** Opening Extracted material block **

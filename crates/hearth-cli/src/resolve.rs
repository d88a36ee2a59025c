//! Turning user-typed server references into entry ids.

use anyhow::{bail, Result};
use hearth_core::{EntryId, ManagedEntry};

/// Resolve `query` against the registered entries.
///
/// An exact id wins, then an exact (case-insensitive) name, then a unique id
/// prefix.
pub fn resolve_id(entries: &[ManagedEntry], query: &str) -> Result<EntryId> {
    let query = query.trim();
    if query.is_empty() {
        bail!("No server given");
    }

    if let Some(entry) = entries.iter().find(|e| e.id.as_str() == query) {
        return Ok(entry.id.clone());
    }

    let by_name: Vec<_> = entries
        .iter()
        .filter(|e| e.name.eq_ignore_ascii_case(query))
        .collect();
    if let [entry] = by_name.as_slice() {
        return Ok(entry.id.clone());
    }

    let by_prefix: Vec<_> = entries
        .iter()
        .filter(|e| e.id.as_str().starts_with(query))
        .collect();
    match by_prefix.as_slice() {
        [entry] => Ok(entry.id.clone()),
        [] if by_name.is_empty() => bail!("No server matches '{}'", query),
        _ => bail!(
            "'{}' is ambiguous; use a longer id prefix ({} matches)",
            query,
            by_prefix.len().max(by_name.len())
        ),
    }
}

** Closing Extracted material block **
** Opening Extracted material block **

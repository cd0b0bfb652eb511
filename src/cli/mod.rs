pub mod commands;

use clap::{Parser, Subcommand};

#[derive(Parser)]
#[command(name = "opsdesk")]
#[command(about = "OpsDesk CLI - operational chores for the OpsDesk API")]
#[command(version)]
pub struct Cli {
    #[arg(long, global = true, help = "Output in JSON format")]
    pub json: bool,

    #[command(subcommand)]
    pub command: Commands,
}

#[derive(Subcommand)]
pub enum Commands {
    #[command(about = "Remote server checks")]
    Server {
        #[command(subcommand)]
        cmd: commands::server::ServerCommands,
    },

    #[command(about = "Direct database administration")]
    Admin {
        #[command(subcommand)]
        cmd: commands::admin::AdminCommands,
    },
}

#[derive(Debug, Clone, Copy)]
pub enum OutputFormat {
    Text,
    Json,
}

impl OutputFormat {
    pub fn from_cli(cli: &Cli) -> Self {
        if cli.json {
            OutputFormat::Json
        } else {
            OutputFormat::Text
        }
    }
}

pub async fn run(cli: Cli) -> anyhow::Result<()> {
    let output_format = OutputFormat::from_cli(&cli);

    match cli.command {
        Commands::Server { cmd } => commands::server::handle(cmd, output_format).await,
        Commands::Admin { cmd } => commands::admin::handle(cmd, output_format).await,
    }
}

** Closing Extracted material block **

→ Task objective
Lines holding "about" in the data above: copy each of them.

→ Response box
#[command(about = "OpsDesk CLI - operational chores for the OpsDesk API")]
    #[command(about = "Remote server checks")]
    #[command(about = "Direct database administration")]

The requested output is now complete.